Quality over quantity, in all things, always.
Offering compassion and acceptance is far more productive than judgement or holding grudges. Let it go.
The hemline of your pants and skirts really should be altered to your body; don't be afraid of a little customization, even if you do it more than once over the years.
Be kind. And hold your boundaries. All of the answers to “how should I respond?” are in how something lands with you – listen to that.
There is peace, beauty and expansion in “No, thank you.”
Great jewelry is a way of life. So are beautiful cars.
Flowers enrich the home and the heart.
It's okay to cry – in fact, cry often!
Embody graciousness and you will be grace-full.
When someone pays you a compliment, say “thank you.”
I can still feel her tiny, soft hands in mind. I can still see her mouthing “I love you, too” because when we added voice, we'd cry.There are so many lessons. So much wisdom that has been passed down. It feels trite to create a list.

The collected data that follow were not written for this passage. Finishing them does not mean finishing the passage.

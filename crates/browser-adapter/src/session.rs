//! Session: one exclusively-owned browser handle.

use std::sync::Arc;

use applypilot_core_types::SessionId;
use chrono::{DateTime, Utc};
use tracing::{debug, info};

use crate::config::SessionConfig;
use crate::errors::SessionError;
use crate::model::{NodeHandle, PageSnapshot, PageState};
use crate::port::BrowserPort;

/// One isolated browser automation handle plus its configuration.
///
/// A session is owned by exactly one worker for its whole lifetime and is
/// deliberately not `Clone`: DOM automation against one tab is sequential,
/// so all calls flow through the single owner. Fatal port failures are
/// mapped to [`SessionError::Crashed`] here, at the boundary.
pub struct Session {
    id: SessionId,
    config: SessionConfig,
    port: Arc<dyn BrowserPort>,
    created_at: DateTime<Utc>,
}

impl Session {
    pub fn new(config: SessionConfig, port: Arc<dyn BrowserPort>) -> Self {
        let id = SessionId::new();
        info!(session = %id, headless = config.headless, "session created");
        Self {
            id,
            config,
            port,
            created_at: Utc::now(),
        }
    }

    pub fn id(&self) -> &SessionId {
        &self.id
    }

    pub fn config(&self) -> &SessionConfig {
        &self.config
    }

    pub fn created_at(&self) -> DateTime<Utc> {
        self.created_at
    }

    /// Raw port access for the executor's dispatch strategies.
    pub fn port(&self) -> &Arc<dyn BrowserPort> {
        &self.port
    }

    pub async fn navigate(&self, url: &str) -> Result<(), SessionError> {
        debug!(session = %self.id, url, "navigating");
        Ok(self.port.navigate(url).await?)
    }

    pub async fn snapshot(&self) -> Result<PageSnapshot, SessionError> {
        Ok(self.port.snapshot().await?)
    }

    pub async fn page_state(&self) -> Result<PageState, SessionError> {
        Ok(self.port.page_state().await?)
    }

    pub async fn page_text(&self) -> Result<String, SessionError> {
        Ok(self.port.page_text().await?)
    }

    pub async fn scroll_into_view(&self, node: NodeHandle) -> Result<(), SessionError> {
        Ok(self.port.scroll_into_view(node).await?)
    }

    /// Tear the session down. The port owner terminates the browser process;
    /// after this the session must not be used.
    pub fn teardown(self) {
        debug!(session = %self.id, "session teardown");
        drop(self.port);
    }
}

#[cfg(test)]
mod tests {
    use super::*;
    use async_trait::async_trait;
    use crate::errors::PortError;

    struct DeadPort;

    #[async_trait]
    impl BrowserPort for DeadPort {
        async fn navigate(&self, _url: &str) -> Result<(), PortError> {
            Err(PortError::BrowserGone("process exited".into()))
        }
        async fn snapshot(&self) -> Result<PageSnapshot, PortError> {
            Err(PortError::BrowserGone("process exited".into()))
        }
        async fn page_state(&self) -> Result<PageState, PortError> {
            Err(PortError::Timeout("no response".into()))
        }
        async fn page_text(&self) -> Result<String, PortError> {
            Err(PortError::BrowserGone("process exited".into()))
        }
        async fn scroll_into_view(&self, _node: NodeHandle) -> Result<(), PortError> {
            Ok(())
        }
        async fn click(&self, _node: NodeHandle) -> Result<(), PortError> {
            Ok(())
        }
        async fn dispatch_click_event(&self, _node: NodeHandle) -> Result<(), PortError> {
            Ok(())
        }
        async fn invoke_click(&self, _node: NodeHandle) -> Result<(), PortError> {
            Ok(())
        }
        async fn pointer_click(&self, _node: NodeHandle) -> Result<(), PortError> {
            Ok(())
        }
        async fn fill_native(&self, _node: NodeHandle, _value: &str) -> Result<(), PortError> {
            Ok(())
        }
        async fn fill_scripted(&self, _node: NodeHandle, _value: &str) -> Result<(), PortError> {
            Ok(())
        }
        async fn press_escape(&self) -> Result<(), PortError> {
            Ok(())
        }
        async fn hide_node(&self, _node: NodeHandle) -> Result<(), PortError> {
            Ok(())
        }
    }

    #[tokio::test]
    async fn test_fatal_port_error_becomes_crash() {
        let session = Session::new(SessionConfig::default(), Arc::new(DeadPort));
        let err = session.snapshot().await.unwrap_err();
        assert!(err.is_crash());
    }

    #[tokio::test]
    async fn test_recoverable_port_error_stays_port() {
        let session = Session::new(SessionConfig::default(), Arc::new(DeadPort));
        let err = session.page_state().await.unwrap_err();
        assert!(!err.is_crash());
    }
}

But the number one thing that she imparted in me is this:
I Am Who I Am Who I Am.
To know myself and operate from a place of love, acceptance and genuine grace (not fluff or frill.) For as feminine and fine-mannered as she was, she knew herself deeply and did not cross the boundaries she had in place for herself. She made decisions based on what suited her and stuck to those decisions with love. You couldn’t help but honor her desires because they were all straight from the heart. I am still at a loss for words and sentiments but I know that she will continue to impart wisdom upon me for the rest of my life.